> **AIM OF THE EXERCISE**: Give again, exactly as written, each line of the material below starting at the line that contains "pub struct Query(Map<String, Value>);" and ending at the line that contains "let value: Value = serde_json::from_str(text).map_err(|e|". Both ends count, and no other line does.
========================================================================
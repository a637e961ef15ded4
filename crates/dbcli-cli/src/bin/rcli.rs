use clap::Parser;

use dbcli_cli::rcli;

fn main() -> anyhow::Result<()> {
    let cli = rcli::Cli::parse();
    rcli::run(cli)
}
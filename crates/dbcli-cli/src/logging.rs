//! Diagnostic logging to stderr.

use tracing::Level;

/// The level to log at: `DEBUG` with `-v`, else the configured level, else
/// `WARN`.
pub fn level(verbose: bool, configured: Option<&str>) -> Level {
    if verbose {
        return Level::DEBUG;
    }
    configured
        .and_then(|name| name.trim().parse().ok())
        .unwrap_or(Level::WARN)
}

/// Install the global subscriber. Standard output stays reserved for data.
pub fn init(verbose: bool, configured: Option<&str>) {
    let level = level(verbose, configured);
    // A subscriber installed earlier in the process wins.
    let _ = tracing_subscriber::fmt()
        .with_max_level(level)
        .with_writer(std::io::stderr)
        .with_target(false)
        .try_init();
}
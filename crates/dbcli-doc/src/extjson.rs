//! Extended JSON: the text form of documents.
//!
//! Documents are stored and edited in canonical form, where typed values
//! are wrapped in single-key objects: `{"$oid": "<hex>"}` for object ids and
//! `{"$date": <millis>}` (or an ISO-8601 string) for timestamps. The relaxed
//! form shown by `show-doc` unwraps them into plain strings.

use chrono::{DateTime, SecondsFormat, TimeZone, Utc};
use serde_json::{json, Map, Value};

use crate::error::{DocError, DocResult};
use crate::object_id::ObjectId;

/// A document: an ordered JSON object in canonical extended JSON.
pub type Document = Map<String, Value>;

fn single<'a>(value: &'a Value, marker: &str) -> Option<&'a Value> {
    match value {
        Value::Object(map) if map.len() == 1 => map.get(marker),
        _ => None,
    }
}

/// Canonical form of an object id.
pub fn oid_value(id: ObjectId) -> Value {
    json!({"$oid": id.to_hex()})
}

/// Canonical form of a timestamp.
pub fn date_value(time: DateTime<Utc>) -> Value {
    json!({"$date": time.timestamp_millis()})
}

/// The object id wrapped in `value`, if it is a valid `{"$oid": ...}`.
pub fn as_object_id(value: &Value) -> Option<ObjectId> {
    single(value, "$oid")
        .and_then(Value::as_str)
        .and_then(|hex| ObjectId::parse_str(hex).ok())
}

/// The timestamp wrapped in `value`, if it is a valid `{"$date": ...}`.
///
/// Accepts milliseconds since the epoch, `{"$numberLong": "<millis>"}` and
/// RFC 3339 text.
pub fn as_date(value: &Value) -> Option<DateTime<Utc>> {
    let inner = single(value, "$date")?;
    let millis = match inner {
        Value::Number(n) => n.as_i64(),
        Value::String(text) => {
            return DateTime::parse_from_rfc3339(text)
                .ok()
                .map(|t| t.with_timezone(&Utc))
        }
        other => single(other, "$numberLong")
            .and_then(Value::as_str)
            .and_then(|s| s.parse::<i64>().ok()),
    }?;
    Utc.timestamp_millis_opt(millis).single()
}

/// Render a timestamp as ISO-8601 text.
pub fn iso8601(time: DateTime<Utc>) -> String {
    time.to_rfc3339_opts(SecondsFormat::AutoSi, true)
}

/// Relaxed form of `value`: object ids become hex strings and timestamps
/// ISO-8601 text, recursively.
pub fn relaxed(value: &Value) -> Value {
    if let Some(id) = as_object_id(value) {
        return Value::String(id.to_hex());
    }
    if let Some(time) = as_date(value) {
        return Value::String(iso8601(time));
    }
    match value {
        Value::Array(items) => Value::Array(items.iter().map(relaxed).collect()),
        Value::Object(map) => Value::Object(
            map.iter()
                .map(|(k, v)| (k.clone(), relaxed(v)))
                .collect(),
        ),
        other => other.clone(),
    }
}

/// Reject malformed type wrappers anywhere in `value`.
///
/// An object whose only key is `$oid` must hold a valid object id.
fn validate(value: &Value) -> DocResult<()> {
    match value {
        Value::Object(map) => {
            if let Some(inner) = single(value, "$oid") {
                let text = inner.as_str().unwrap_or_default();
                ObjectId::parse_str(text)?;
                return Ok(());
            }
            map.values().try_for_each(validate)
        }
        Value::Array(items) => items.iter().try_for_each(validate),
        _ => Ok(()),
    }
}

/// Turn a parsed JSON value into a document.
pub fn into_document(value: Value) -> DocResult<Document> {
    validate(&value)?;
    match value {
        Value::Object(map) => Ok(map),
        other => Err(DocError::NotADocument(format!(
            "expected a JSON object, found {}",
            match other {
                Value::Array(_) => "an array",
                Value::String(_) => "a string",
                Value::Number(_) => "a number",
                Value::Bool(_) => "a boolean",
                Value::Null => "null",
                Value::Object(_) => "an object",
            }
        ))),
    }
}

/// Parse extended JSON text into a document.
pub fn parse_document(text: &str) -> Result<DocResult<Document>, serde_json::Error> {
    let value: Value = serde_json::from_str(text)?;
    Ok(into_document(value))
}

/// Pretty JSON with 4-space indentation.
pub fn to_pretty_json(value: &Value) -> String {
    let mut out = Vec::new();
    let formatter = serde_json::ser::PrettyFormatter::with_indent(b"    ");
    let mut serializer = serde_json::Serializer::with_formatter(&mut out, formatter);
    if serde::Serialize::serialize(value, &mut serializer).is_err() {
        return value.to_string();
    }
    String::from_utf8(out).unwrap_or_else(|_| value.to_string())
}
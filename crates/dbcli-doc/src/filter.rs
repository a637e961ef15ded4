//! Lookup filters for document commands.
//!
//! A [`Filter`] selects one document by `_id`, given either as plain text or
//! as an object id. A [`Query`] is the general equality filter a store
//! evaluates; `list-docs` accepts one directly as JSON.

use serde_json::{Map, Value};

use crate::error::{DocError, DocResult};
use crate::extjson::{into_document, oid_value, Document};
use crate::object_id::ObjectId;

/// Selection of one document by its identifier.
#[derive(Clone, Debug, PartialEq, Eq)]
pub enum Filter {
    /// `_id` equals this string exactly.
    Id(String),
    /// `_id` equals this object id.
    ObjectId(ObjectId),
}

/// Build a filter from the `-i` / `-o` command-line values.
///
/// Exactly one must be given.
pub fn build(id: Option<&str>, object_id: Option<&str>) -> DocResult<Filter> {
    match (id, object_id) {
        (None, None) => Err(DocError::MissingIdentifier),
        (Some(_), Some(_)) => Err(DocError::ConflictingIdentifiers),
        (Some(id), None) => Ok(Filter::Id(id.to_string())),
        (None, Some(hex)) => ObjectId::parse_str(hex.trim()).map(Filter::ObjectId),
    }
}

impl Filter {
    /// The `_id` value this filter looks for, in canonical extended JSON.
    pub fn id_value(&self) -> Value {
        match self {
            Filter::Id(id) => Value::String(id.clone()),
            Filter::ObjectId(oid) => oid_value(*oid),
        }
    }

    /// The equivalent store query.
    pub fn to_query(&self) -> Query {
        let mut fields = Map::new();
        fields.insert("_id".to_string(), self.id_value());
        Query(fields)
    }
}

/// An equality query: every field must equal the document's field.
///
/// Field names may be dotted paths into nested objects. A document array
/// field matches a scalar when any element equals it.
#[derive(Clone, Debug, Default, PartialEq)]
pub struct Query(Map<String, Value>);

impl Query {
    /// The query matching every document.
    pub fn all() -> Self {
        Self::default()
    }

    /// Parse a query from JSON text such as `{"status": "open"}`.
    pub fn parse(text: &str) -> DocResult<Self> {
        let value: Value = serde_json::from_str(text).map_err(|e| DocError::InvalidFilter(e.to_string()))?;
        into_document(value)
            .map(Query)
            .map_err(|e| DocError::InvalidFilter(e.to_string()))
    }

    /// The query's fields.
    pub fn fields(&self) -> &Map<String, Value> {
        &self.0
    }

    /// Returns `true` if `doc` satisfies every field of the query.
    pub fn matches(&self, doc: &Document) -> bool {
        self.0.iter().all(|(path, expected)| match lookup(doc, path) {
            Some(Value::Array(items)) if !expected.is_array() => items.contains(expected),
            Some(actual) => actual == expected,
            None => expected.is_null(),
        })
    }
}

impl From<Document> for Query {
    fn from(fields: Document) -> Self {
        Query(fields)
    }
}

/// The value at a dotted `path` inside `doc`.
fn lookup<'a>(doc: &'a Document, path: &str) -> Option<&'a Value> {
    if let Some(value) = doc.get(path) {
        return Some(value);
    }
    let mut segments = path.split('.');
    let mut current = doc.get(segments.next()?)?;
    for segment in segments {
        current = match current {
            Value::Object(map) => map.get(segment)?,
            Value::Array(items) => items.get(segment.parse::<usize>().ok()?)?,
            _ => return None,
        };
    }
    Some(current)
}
========================================================================
> **RESPONSE**:
pub struct Query(Map<String, Value>);

impl Query {
    /// The query matching every document.
    pub fn all() -> Self {
        Self::default()
    }

    /// Parse a query from JSON text such as `{"status": "open"}`.
    pub fn parse(text: &str) -> DocResult<Self> {
        let value: Value = serde_json::from_str(text).map_err(|e| DocError::InvalidFilter(e.to_string()))?;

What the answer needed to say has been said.